> ASSIGNMENT
Look through the listing below and report every line that contains "another".

> EXCERPTED DATA
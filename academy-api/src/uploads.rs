/// File uploads: multipart parsing and on-disk storage
///
/// Files are written under
/// `<UPLOAD_DIR>/<category>/<tenant>/<subcategory>/<user>/<prefix>_<uuid>.<ext>`
/// and served back by the router under `/uploads`. Records store the path as
/// written; clients get [`UploadStore::public_url`] of it.
///
/// Path segments coming from clients (e.g. the payment type) are reduced to
/// `[A-Za-z0-9_-]` so a segment can never climb out of the upload root.

use axum::{body::Bytes, extract::Multipart};
use std::collections::HashMap;
use std::path::PathBuf;
use std::str::FromStr;

use crate::error::{ApiError, ApiResult};

const MAX_EXTENSION_LEN: usize = 10;

#[derive(Debug, thiserror::Error)]
pub enum UploadError {
    #[error("Failed to store upload at {path}: {source}")]
    Io {
        path: String,
        #[source]
        source: std::io::Error,
    },
}

/// A file part of a multipart body
#[derive(Debug, Clone)]
pub struct UploadedFile {
    pub file_name: Option<String>,
    pub bytes: Bytes,
}

/// Where an upload belongs
#[derive(Debug, Clone)]
pub struct UploadTarget {
    pub category: String,
    pub tenant: String,
    pub subcategory: String,
    pub user: String,
}

impl UploadTarget {
    pub fn new(
        category: impl Into<String>,
        tenant: impl ToString,
        subcategory: impl Into<String>,
        user: impl ToString,
    ) -> Self {
        Self {
            category: category.into(),
            tenant: tenant.to_string(),
            subcategory: subcategory.into(),
            user: user.to_string(),
        }
    }

    fn segments(&self) -> [String; 4] {
        [
            sanitize_segment(&self.category),
            sanitize_segment(&self.tenant),
            sanitize_segment(&self.subcategory),
            sanitize_segment(&self.user),
        ]
    }
}

/// Writes uploads below a root directory and builds their public links
#[derive(Debug, Clone)]
pub struct UploadStore {
    root: String,
    public_base_url: String,
}

impl UploadStore {
    pub fn new(root: impl Into<String>, public_base_url: impl Into<String>) -> Self {
        Self {
            root: root.into().trim_end_matches('/').to_string(),
            public_base_url: public_base_url.into().trim_end_matches('/').to_string(),
        }
    }

    pub fn root(&self) -> &str {
        &self.root
    }

    /// Path a file would be stored at, without touching the disk
    pub fn path_for(&self, target: &UploadTarget, prefix: &str, file_name: Option<&str>) -> String {
        let [category, tenant, subcategory, user] = target.segments();
        let name = format!(
            "{}_{}.{}",
            sanitize_segment(prefix),
            uuid::Uuid::new_v4(),
            sanitize_extension(file_name.unwrap_or_default())
        );

        format!(
            "{}/{}/{}/{}/{}/{}",
            self.root, category, tenant, subcategory, user, name
        )
    }

    /// Saves a file and returns its stored path
    pub async fn save(
        &self,
        target: &UploadTarget,
        prefix: &str,
        file: &UploadedFile,
    ) -> Result<String, UploadError> {
        let path = self.path_for(target, prefix, file.file_name.as_deref());
        let full = PathBuf::from(&path);

        if let Some(dir) = full.parent() {
            tokio::fs::create_dir_all(dir)
                .await
                .map_err(|source| UploadError::Io {
                    path: dir.display().to_string(),
                    source,
                })?;
        }

        tokio::fs::write(&full, &file.bytes)
            .await
            .map_err(|source| UploadError::Io {
                path: path.clone(),
                source,
            })?;

        tracing::debug!(path = %path, bytes = file.bytes.len(), "Stored upload");

        Ok(path)
    }

    /// Link for a stored path: base URL plus the path without a leading `./`
    pub fn public_url(&self, path: &str) -> String {
        if path.starts_with("http://") || path.starts_with("https://") {
            return path.to_string();
        }

        let relative = path.trim_start_matches("./").trim_start_matches('/');
        format!("{}/{}", self.public_base_url, relative)
    }

    /// Same as [`Self::public_url`] for optional paths
    pub fn public_url_opt(&self, path: Option<&str>) -> Option<String> {
        path.filter(|p| !p.is_empty()).map(|p| self.public_url(p))
    }
}

/// Keeps `[A-Za-z0-9_-]`, replaces anything else with `_`
pub fn sanitize_segment(segment: &str) -> String {
    let cleaned: String = segment
        .chars()
        .map(|c| {
            if c.is_ascii_alphanumeric() || c == '-' || c == '_' {
                c
            } else {
                '_'
            }
        })
        .collect();

    if cleaned.is_empty() {
        "_".to_string()
    } else {
        cleaned
    }
}

/// Lowercase alphanumeric extension of a client file name, `bin` if none
pub fn sanitize_extension(file_name: &str) -> String {
    let ext: String = file_name
        .rsplit_once('.')
        .map(|(_, ext)| ext)
        .unwrap_or_default()
        .chars()
        .filter(|c| c.is_ascii_alphanumeric())
        .take(MAX_EXTENSION_LEN)
        .collect::<String>()
        .to_ascii_lowercase();

    if ext.is_empty() {
        "bin".to_string()
    } else {
        ext
    }
}

/// Text fields and files of a multipart body
#[derive(Debug, Default)]
pub struct MultipartForm {
    fields: HashMap<String, String>,
    files: HashMap<String, UploadedFile>,
}

impl MultipartForm {
    /// Reads every part; parts with a file name are files
    pub async fn read(mut multipart: Multipart) -> ApiResult<Self> {
        let mut form = MultipartForm::default();

        while let Some(field) = multipart.next_field().await? {
            let Some(name) = field.name().map(str::to_string) else {
                continue;
            };

            match field.file_name().map(str::to_string) {
                Some(file_name) => {
                    let bytes = field.bytes().await?;
                    if !bytes.is_empty() {
                        form.files.insert(
                            name,
                            UploadedFile {
                                file_name: Some(file_name),
                                bytes,
                            },
                        );
                    }
                }
                None => {
                    let value = field.text().await?;
                    form.fields.insert(name, value);
                }
            }
        }

        Ok(form)
    }

    /// Non-empty text field
    pub fn text(&self, name: &str) -> Option<&str> {
        self.fields
            .get(name)
            .map(|v| v.trim())
            .filter(|v| !v.is_empty())
    }

    pub fn required(&self, name: &str) -> ApiResult<&str> {
        self.text(name)
            .ok_or_else(|| ApiError::invalid(name, format!("{} is required", name)))
    }

    /// Parsed optional field
    pub fn parse<T: FromStr>(&self, name: &str) -> ApiResult<Option<T>> {
        self.text(name)
            .map(|v| {
                v.parse::<T>()
                    .map_err(|_| ApiError::invalid(name, format!("{} is invalid", name)))
            })
            .transpose()
    }

    /// Parsed required field
    pub fn parse_required<T: FromStr>(&self, name: &str) -> ApiResult<T> {
        self.parse(name)?
            .ok_or_else(|| ApiError::invalid(name, format!("{} is required", name)))
    }

    pub fn file(&self, name: &str) -> Option<&UploadedFile> {
        self.files.get(name)
    }

    pub fn required_file(&self, name: &str) -> ApiResult<&UploadedFile> {
        self.file(name)
            .ok_or_else(|| ApiError::invalid(name, format!("{} file is required", name)))
    }

    #[cfg(test)]
    pub(crate) fn from_parts(
        fields: &[(&str, &str)],
        files: Vec<(&str, UploadedFile)>,
    ) -> Self {
        Self {
            fields: fields
                .iter()
                .map(|(k, v)| (k.to_string(), v.to_string()))
                .collect(),
            files: files
                .into_iter()
                .map(|(k, f)| (k.to_string(), f))
                .collect(),
        }
    }
}
/// Account endpoints
///
/// - `GET /api/user/profile` - Caller's account and academy
/// - `PUT /api/user/foto` - Upload the caller's photo
/// - `PUT /api/user/update` - Edit an account
/// - `GET /api/users` - Accounts visible to the caller
/// - `GET /api/users/vendor` - An academy's roster
/// - `GET /api/users/search` - Filter by name, email or role

use crate::{
    app::AppState,
    error::{ApiError, ApiResult},
    extract::{AppJson, AppMultipart, AppQuery},
    response::ApiResponse,
    routes::{ensure_vendor, present_account, present_vendor, VendorPageQuery},
    uploads::{MultipartForm, UploadTarget},
};
use academy_shared::{
    auth::{
        authorization::{
            require, require_self_or, require_tenant, Capability, Principal, RecordScope,
            Visibility,
        },
        credentials::is_valid_email,
        middleware::AuthContext,
        password,
    },
    models::{
        account::{Account, AccountFilter, Role, UpdateAccount},
        pagination::{Page, PageRequest},
        vendor::Vendor,
    },
};
use axum::extract::{Extension, State};
use chrono::NaiveDate;
use serde::{Deserialize, Serialize};
use validator::Validate;

/// Account statuses
const STATUSES: [&str; 2] = ["free", "pro"];

#[derive(Debug, Serialize)]
pub struct ProfileResponse {
    pub user: Account,
    pub vendor: Option<Vendor>,
}

#[derive(Debug, Serialize)]
pub struct PhotoResponse {
    pub photo: String,
}

/// Account update; absent fields are left untouched
#[derive(Debug, Deserialize, Validate)]
pub struct UpdateUserRequest {
    pub id: i64,
    pub email: Option<String>,
    pub phone: Option<String>,
    pub password: Option<String>,

    /// Admin only
    pub role: Option<Role>,

    pub vendor_id: Option<i64>,

    #[validate(length(min = 1, max = 255, message = "Name must be 1 to 255 characters"))]
    pub name: Option<String>,

    pub address: Option<String>,
    pub gender: Option<String>,
    pub birth_date: Option<NaiveDate>,

    /// `free` or `pro`
    pub status: Option<String>,

    pub position: Option<String>,
    pub foot: Option<String>,

    #[validate(range(min = 0, max = 999, message = "Number must be between 0 and 999"))]
    pub number: Option<i32>,

    pub age_category: Option<String>,

    #[validate(range(min = 0.0, max = 5.0, message = "Star must be between 0 and 5"))]
    pub star: Option<f64>,

    pub active: Option<bool>,
}

#[derive(Debug, Default, Deserialize)]
pub struct SearchQuery {
    pub name: Option<String>,
    pub email: Option<String>,
    pub role: Option<Role>,
    pub vendor_id: Option<i64>,
    pub page: Option<i64>,
    pub limit: Option<i64>,
}

/// Caller's profile
///
/// Photo links are absolute. A missing or deleted academy is `null`.
pub async fn profile(
    State(state): State<AppState>,
    Extension(auth): Extension<AuthContext>,
) -> ApiResult<ApiResponse<ProfileResponse>> {
    let account = state.current_account(&auth).await?;

    let vendor = match account.vendor_id {
        Some(vendor_id) => Vendor::find_by_id(&state.db, vendor_id)
            .await?
            .map(|v| present_vendor(&state.uploads, v)),
        None => None,
    };

    Ok(ApiResponse::ok(ProfileResponse {
        user: present_account(&state.uploads, account),
        vendor,
    }))
}

/// Upload the caller's photo
///
/// Multipart with a `photo` file, stored under
/// `users/<vendor>/profile/<account>`.
pub async fn update_photo(
    State(state): State<AppState>,
    Extension(auth): Extension<AuthContext>,
    AppMultipart(multipart): AppMultipart,
) -> ApiResult<ApiResponse<PhotoResponse>> {
    let account = state.current_account(&auth).await?;
    let form = MultipartForm::read(multipart).await?;
    let file = form.required_file("photo")?;

    let tenant = account
        .vendor_id
        .map(|id| id.to_string())
        .unwrap_or_else(|| "none".to_string());
    let target = UploadTarget::new("users", tenant, "profile", account.id);
    let path = state.uploads.save(&target, "photo", file).await?;

    if !Account::update_photo(&state.db, account.id, &path).await? {
        return Err(ApiError::NotFound("User not found".to_string()));
    }

    tracing::info!(account_id = account.id, "Profile photo updated");

    Ok(ApiResponse::ok(PhotoResponse {
        photo: state.uploads.public_url(&path),
    })
    .with_message("Photo updated"))
}

/// Edit an account
///
/// Allowed for the account itself, a coach of its academy when the account
/// is a member, or an admin.
///
/// # Errors
///
/// - `400 Bad Request`: malformed email, unknown status, nothing to update
/// - `403 Forbidden`: not allowed to edit this account (coaches only edit
///   members of their academy), a role change by a non-admin, or a coach
///   moved to another academy by a non-admin
/// - `404 Not Found`: account or target academy missing
/// - `409 Conflict`: email or phone taken by another account
pub async fn update_user(
    State(state): State<AppState>,
    Extension(auth): Extension<AuthContext>,
    AppJson(req): AppJson<UpdateUserRequest>,
) -> ApiResult<ApiResponse<Account>> {
    req.validate()?;

    let principal = state.principal(&auth).await?;

    let target = state
        .accounts
        .find_by_id(req.id)
        .await?
        .ok_or_else(|| ApiError::NotFound("User not found".to_string()))?;

    require_self_or(&principal, &Principal::from(&target), Capability::ManageMembers)?;

    if req.role.is_some_and(|role| role != target.role) {
        require(&principal, Capability::Administer)?;
    }

    let email = req.email.map(|e| e.trim().to_string()).filter(|e| !e.is_empty());
    if let Some(email) = email.as_deref() {
        if !is_valid_email(email) {
            return Err(ApiError::BadRequest("Invalid email format".to_string()));
        }
        if Account::email_taken(&state.db, email, Some(target.id)).await? {
            return Err(ApiError::Conflict("Email already registered".to_string()));
        }
    }

    let phone = req.phone.map(|p| p.trim().to_string()).filter(|p| !p.is_empty());
    if let Some(phone) = phone.as_deref() {
        if Account::phone_taken(&state.db, phone, Some(target.id)).await? {
            return Err(ApiError::Conflict("Phone already registered".to_string()));
        }
    }

    if let Some(status) = req.status.as_deref() {
        if !STATUSES.contains(&status) {
            return Err(ApiError::BadRequest(format!("Unknown status: {}", status)));
        }
    }

    if let Some(vendor_id) = req.vendor_id {
        // Moving someone else into an academy needs access to that academy
        if principal.id != target.id {
            require_tenant(&principal, vendor_id)?;
        }
        // Coaches are attached to an academy by an admin only
        if target.role >= Role::Coach && target.vendor_id != Some(vendor_id) {
            require(&principal, Capability::Administer)?;
        }
        ensure_vendor(&state, vendor_id).await?;
    }

    let password_hash = match req.password.filter(|p| !p.is_empty()) {
        Some(plain) => Some(password::hash_password_blocking(plain).await?),
        None => None,
    };

    let update = UpdateAccount {
        email,
        phone,
        password_hash,
        role: req.role,
        vendor_id: req.vendor_id,
        name: req.name,
        address: req.address,
        gender: req.gender,
        birth_date: req.birth_date,
        status: req.status,
        position: req.position,
        foot: req.foot,
        number: req.number,
        age_category: req.age_category,
        star: req.star,
        active: req.active,
    };

    if update.is_empty() {
        return Err(ApiError::BadRequest("No fields to update".to_string()));
    }

    let account = Account::update(&state.db, target.id, update)
        .await?
        .ok_or_else(|| ApiError::NotFound("User not found".to_string()))?;

    tracing::info!(account_id = account.id, by = principal.id, "Account updated");

    Ok(ApiResponse::ok(present_account(&state.uploads, account)).with_message("User updated"))
}

/// Accounts visible to the caller
///
/// Members see only themselves, coaches their academy, admins everyone
/// (optionally narrowed by `vendor_id`).
pub async fn list_users(
    State(state): State<AppState>,
    Extension(auth): Extension<AuthContext>,
    AppQuery(query): AppQuery<VendorPageQuery>,
) -> ApiResult<ApiResponse<Page<Account>>> {
    let principal = state.principal(&auth).await?;
    let page = PageRequest::new(query.page, query.limit)?;

    let filter = AccountFilter {
        vendor_id: query.vendor_id,
        ..Default::default()
    };

    let accounts = Account::list(
        &state.db,
        principal.scope(Visibility::Personal),
        &filter,
        page,
    )
    .await?;

    Ok(ApiResponse::ok(accounts.map(|a| present_account(&state.uploads, a))))
}

/// Roster of one academy
pub async fn list_vendor_users(
    State(state): State<AppState>,
    Extension(auth): Extension<AuthContext>,
    AppQuery(query): AppQuery<VendorPageQuery>,
) -> ApiResult<ApiResponse<Page<Account>>> {
    let vendor_id = query.required_vendor()?;
    let principal = state.principal(&auth).await?;
    require_tenant(&principal, vendor_id)?;

    let page = PageRequest::new(query.page, query.limit)?;

    let accounts = Account::list(
        &state.db,
        RecordScope::Tenant(vendor_id),
        &AccountFilter::default(),
        page,
    )
    .await?;

    Ok(ApiResponse::ok(accounts.map(|a| present_account(&state.uploads, a))))
}

/// Case-insensitive substring search within the caller's scope
pub async fn search_users(
    State(state): State<AppState>,
    Extension(auth): Extension<AuthContext>,
    AppQuery(query): AppQuery<SearchQuery>,
) -> ApiResult<ApiResponse<Page<Account>>> {
    let principal = state.principal(&auth).await?;
    let page = PageRequest::new(query.page, query.limit)?;

    let filter = AccountFilter {
        name: query.name,
        email: query.email,
        role: query.role,
        vendor_id: query.vendor_id,
    };

    let accounts = Account::list(
        &state.db,
        principal.scope(Visibility::Personal),
        &filter,
        page,
    )
    .await?;

    Ok(ApiResponse::ok(accounts.map(|a| present_account(&state.uploads, a))))
}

> RESULT FOR THIS EXERCISE
///   moved to another academy by a non-admin
/// - `409 Conflict`: email or phone taken by another account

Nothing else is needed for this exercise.